● Action item:
The line containing "in layout coordinates." marks the end: write out exactly every line from the first line of the data below through that line, and only those.
-------- Data to use
use crate::{
    foundation::core::{Point, Rect, Size, Vec2},
    foundation::error::{CoachmarkError, CoachmarkResult},
    layout::scale::compensate_scale,
};

/// Upper bound on state transitions of the placement engine.
///
/// The longest legal path is preferred axis -> other axis -> fallback (3 transitions).
pub const TRANSITION_BUDGET: u8 = 5;

/// Largest coordinate or size magnitude the solver accepts, in pixels.
pub const MAX_COORDINATE: f64 = 1.0e12;

/// Axis a label is placed along.
#[derive(Clone, Copy, Debug, PartialEq, Eq, serde::Serialize)]
#[serde(rename_all = "snake_case")]
pub enum Axis {
    /// Right or left of the target.
    X,
    /// Above or below the target.
    Y,
}

impl Axis {
    fn other(self) -> Self {
        match self {
            Self::X => Self::Y,
            Self::Y => Self::X,
        }
    }
}

/// Which side of the target the label sits on.
#[derive(Clone, Copy, Debug, PartialEq, Eq, serde::Serialize)]
#[serde(rename_all = "snake_case")]
pub enum Side {
    /// Right of the target, vertically centered.
    Right,
    /// Left of the target, vertically centered.
    Left,
    /// Above the target, horizontally centered.
    Above,
    /// Below the target, horizontally centered.
    Below,
    /// Above the target, horizontally centered, without any bounds check.
    Fallback,
}

impl Side {
    /// Axis along which the label is adjacent to the target.
    pub fn axis(self) -> Axis {
        match self {
            Self::Right | Self::Left => Axis::X,
            Self::Above | Self::Below | Self::Fallback => Axis::Y,
        }
    }
}

/// Inputs to the placement engine, all in layout coordinates.
#[derive(Clone, Copy, Debug, PartialEq)]
pub struct PlacementRequest {
    /// Anchor rectangle.
    pub target: Rect,
    /// Measured label size.
    pub label: Size,
    /// Viewport size.
    pub viewport: Size,
}

impl PlacementRequest {
    /// Reject non-finite values and magnitudes beyond [`MAX_COORDINATE`].
    pub fn validate(&self) -> CoachmarkResult<()> {
        let fields = [
            ("target.x0", self.target.x0),
            ("target.y0", self.target.y0),
            ("target.x1", self.target.x1),
            ("target.y1", self.target.y1),
            ("label.width", self.label.width),
            ("label.height", self.label.height),
            ("viewport.width", self.viewport.width),
            ("viewport.height", self.viewport.height),
        ];
        for (name, v) in fields {
            if !v.is_finite() || v.abs() > MAX_COORDINATE {
                return Err(CoachmarkError::validation(format!(
                    "placement {name} = {v} must be finite and within +/-{MAX_COORDINATE}"
                )));
            }
        }
        Ok(())
    }
}

/// Computed label position.
#[derive(Clone, Copy, Debug, PartialEq, serde::Serialize)]
pub struct Placement {
    /// Top-left corner of the label.
    pub origin: Point,
    /// Side of the target the label sits on.
    pub side: Side,
    /// State transitions the engine took, `1..=TRANSITION_BUDGET`.
    pub transitions: u8,
}

// The engine works on whole pixels; fractional layout positions truncate toward zero.
// Built only from validated requests, so sums of a few fields stay far from i64 bounds.
#[derive(Clone, Copy, Debug)]
struct Px {
    tx: i64,
    ty: i64,
    tw: i64,
    th: i64,
    lw: i64,
    lh: i64,
    vw: i64,
    vh: i64,
}

impl From<&PlacementRequest> for Px {
    fn from(req: &PlacementRequest) -> Self {
        Self {
            tx: req.target.x0 as i64,
            ty: req.target.y0 as i64,
            tw: req.target.width() as i64,
            th: req.target.height() as i64,
            lw: req.label.width as i64,
            lh: req.label.height as i64,
            vw: req.viewport.width as i64,
            vh: req.viewport.height as i64,
        }
    }
}

impl Px {
    fn center_y(self) -> i64 {
        self.ty + self.th / 2 - self.lh / 2
    }

    fn center_x(self) -> i64 {
        self.tx + self.tw / 2 - self.lw / 2
    }

    fn try_axis(self, axis: Axis) -> Option<(Side, i64, i64)> {
        match axis {
            Axis::X => {
                if self.tx + self.tw + self.lw < self.vw {
                    Some((Side::Right, self.tx + self.tw, self.center_y()))
                } else if self.tx - self.tw > 0 {
                    Some((Side::Left, self.tx - self.lw, self.center_y()))
                } else {
                    None
                }
            }
            Axis::Y => {
                if self.ty - self.lh > 0 {
                    Some((Side::Above, self.center_x(), self.ty - self.lh))
                } else if self.ty + self.th + self.lh < self.vh {
                    Some((Side::Below, self.center_x(), self.ty + self.th))
                } else {
                    None
                }
            }
        }
    }

    fn fallback(self, transitions: u8) -> Placement {
        Placement {
            origin: Point::new(self.center_x() as f64, (self.ty - self.lh) as f64),
            side: Side::Fallback,
            transitions,
        }
    }
}

#[derive(Clone, Copy, Debug, PartialEq, Eq)]
enum State {
    Axis(Axis),
    Fallback,
}

/// Choose a clip-free side of `req.target` for the label.
///
/// Tall targets try above/below first, everything else tries right/left first. When the
/// preferred axis has no room the other axis is tried once; when neither has room the label
/// goes above the target, centered, unconditionally.
///
/// Centering on the cross axis is not clamped: a label wider than its target near a viewport
/// edge can start outside the viewport even on the above/below sides.
///
/// Non-finite or oversized request values are rejected with [`CoachmarkError::Validation`].
/// Overrunning [`TRANSITION_BUDGET`] is a logic defect: debug builds return
/// [`CoachmarkError::Solver`], release builds log it and use the fallback placement.
pub fn solve_placement(req: &PlacementRequest) -> CoachmarkResult<Placement> {
    req.validate()?;
    match correlate(req, TRANSITION_BUDGET) {
        Ok(p) => Ok(p),
        Err(err) if cfg!(debug_assertions) => Err(err),
        Err(err) => {
            tracing::error!(%err, "placement engine overran its budget; using fallback");
            Ok(Px::from(req).fallback(TRANSITION_BUDGET))
        }
    }
}

/// [`solve_placement`] followed by scale compensation for the target's inherited scale.
pub fn place_label(req: &PlacementRequest, inherited_scale: Vec2) -> CoachmarkResult<Placement> {
    let base = solve_placement(req)?;
    Ok(compensate_scale(base, req.target, inherited_scale))
}

pub(crate) fn correlate(req: &PlacementRequest, budget: u8) -> CoachmarkResult<Placement> {
    let px = Px::from(req);
    let preferred = if px.th > px.tw { Axis::Y } else { Axis::X };
    let mut state = State::Axis(preferred);
    let mut retried = false;

    for step in 1..=budget {
        let next = match state {
            State::Axis(axis) => match px.try_axis(axis) {
                Some((side, x, y)) => {
                    tracing::debug!(?side, transitions = step, "label placed");
                    return Ok(Placement {
                        origin: Point::new(x as f64, y as f64),
                        side,
                        transitions: step,
                    });
                }
                None if retried => State::Fallback,
                None => {
                    retried = true;
                    State::Axis(axis.other())
                }
            },
            State::Fallback => {
                tracing::debug!(transitions = step, "no side fits; label placed above");
                return Ok(px.fallback(step));
            }
        };
        state = next;
    }

    Err(CoachmarkError::solver(format!(
        "no placement after {budget} transitions (last state {state:?})"
    )))
}

#[cfg(test)]
#[path = "../../tests/unit/layout/solver.rs"]
mod tests;
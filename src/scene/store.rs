use crate::scene::model::Scene;

/// Ordered, append-only list of scenes.
///
/// No deduplication: scenes may repeat anchors or text.
#[derive(Clone, Debug, Default)]
pub struct SceneStore {
    scenes: Vec<Scene>,
}

impl SceneStore {
    /// Create an empty store.
    pub fn new() -> Self {
        Self::default()
    }

    /// Append a scene to the end of the queue.
    pub fn add_scene(&mut self, scene: Scene) {
        self.scenes.push(scene);
    }

    /// Drop every scene.
    pub fn clear_scene_list(&mut self) {
        self.scenes.clear();
    }

    /// A copy of the current scene list; changing it does not affect the store.
    pub fn scenes(&self) -> Vec<Scene> {
        self.scenes.clone()
    }

    /// Borrow the scene at `index`.
    pub fn get(&self, index: usize) -> Option<&Scene> {
        self.scenes.get(index)
    }

    /// Number of scenes.
    pub fn len(&self) -> usize {
        self.scenes.len()
    }

    /// Whether the store holds no scenes.
    pub fn is_empty(&self) -> bool {
        self.scenes.is_empty()
    }
}

impl FromIterator<Scene> for SceneStore {
    fn from_iter<I: IntoIterator<Item = Scene>>(iter: I) -> Self {
        Self {
            scenes: iter.into_iter().collect(),
        }
    }
}

#[cfg(test)]
#[path = "../../tests/unit/scene/store.rs"]
mod tests;
/// Creates the router for order endpoints
pub fn orders_routes() -> Router<AppState> {
    Router::new()
        .route("/", get(list_orders).post(create_order))
        .route(
            "/:id",
            get(get_order).put(update_order).delete(delete_order),
        )
        .route("/:id/items", post(add_order_item))
        .route(
            "/:id/items/:item_id",
            put(update_order_item).delete(remove_order_item),
        )
        .route("/:id/status", put(update_order_status))
}

/// Which account a new order belongs to. Staff may place orders for any
/// account or for guests; everyone else places orders for themselves, and
/// anonymous callers can only check out as guests.
fn resolve_order_owner(
    user: Option<&AuthenticatedUser>,
    requested: Option<i64>,
) -> Result<Option<i64>, ServiceError> {
    match user {
        Some(u) if u.is_staff => Ok(requested),
        Some(u) => match requested {
            Some(id) if id != u.user_id => Err(ServiceError::Forbidden(
                "Orders can only be placed for your own account".to_string(),
            )),
            _ => Ok(Some(u.user_id)),
        },
        None => match requested {
            Some(_) => Err(ServiceError::Unauthorized(
                "Sign in to place an order on a user account".to_string(),
            )),
            None => Ok(None),
        },
    }
}

fn ensure_can_access(order: &OrderModel, user: &AuthenticatedUser) -> Result<(), ServiceError> {
    if user.is_staff || order.user_id == Some(user.user_id) {
        return Ok(());
    }
    Err(ServiceError::Forbidden(
        "You do not have access to this order".to_string(),
    ))
}

#[utoipa::path(
    get,
    path = "/api/v1/orders",
    params(ListOrdersParams, PaginationParams),
    responses((status = 200, description = "Orders newest first", body = crate::ApiResponse<crate::PaginatedResponse<OrderResponse>>)),
    security(("bearer" = [])),
    tag = "Orders"
)]
pub async fn list_orders(
    user: AuthenticatedUser,
    State(state): State<AppState>,
    Query(params): Query<ListOrdersParams>,
    Query(pagination): Query<PaginationParams>,
) -> Result<impl IntoResponse, ServiceError> {
    let (page, per_page) = pagination.resolve(&state.config)?;

    // Staff may browse any account (or everything); everyone else sees
    // their own orders only.
    let scope = if user.is_staff {
        params.user_id
    } else {
        Some(user.user_id)
    };

    let (orders, total) = state
        .services
        .orders
        .list_orders(scope, page, per_page)
        .await?;
    let items: Vec<OrderResponse> = orders.into_iter().map(OrderResponse::from).collect();
    Ok(success_response(PaginatedResponse::new(
        items, total, page, per_page,
    )))
}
----------------
● Answer to this exercise:
use crate::{
    foundation::core::{Point, Rect, Size, Vec2},
    foundation::error::{CoachmarkError, CoachmarkResult},
    layout::scale::compensate_scale,
};

/// Upper bound on state transitions of the placement engine.
///
/// The longest legal path is preferred axis -> other axis -> fallback (3 transitions).
pub const TRANSITION_BUDGET: u8 = 5;

/// Largest coordinate or size magnitude the solver accepts, in pixels.
pub const MAX_COORDINATE: f64 = 1.0e12;

/// Axis a label is placed along.
#[derive(Clone, Copy, Debug, PartialEq, Eq, serde::Serialize)]
#[serde(rename_all = "snake_case")]
pub enum Axis {
    /// Right or left of the target.
    X,
    /// Above or below the target.
    Y,
}

impl Axis {
    fn other(self) -> Self {
        match self {
            Self::X => Self::Y,
            Self::Y => Self::X,
        }
    }
}

/// Which side of the target the label sits on.
#[derive(Clone, Copy, Debug, PartialEq, Eq, serde::Serialize)]
#[serde(rename_all = "snake_case")]
pub enum Side {
    /// Right of the target, vertically centered.
    Right,
    /// Left of the target, vertically centered.
    Left,
    /// Above the target, horizontally centered.
    Above,
    /// Below the target, horizontally centered.
    Below,
    /// Above the target, horizontally centered, without any bounds check.
    Fallback,
}

impl Side {
    /// Axis along which the label is adjacent to the target.
    pub fn axis(self) -> Axis {
        match self {
            Self::Right | Self::Left => Axis::X,
            Self::Above | Self::Below | Self::Fallback => Axis::Y,
        }
    }
}

/// Inputs to the placement engine, all in layout coordinates.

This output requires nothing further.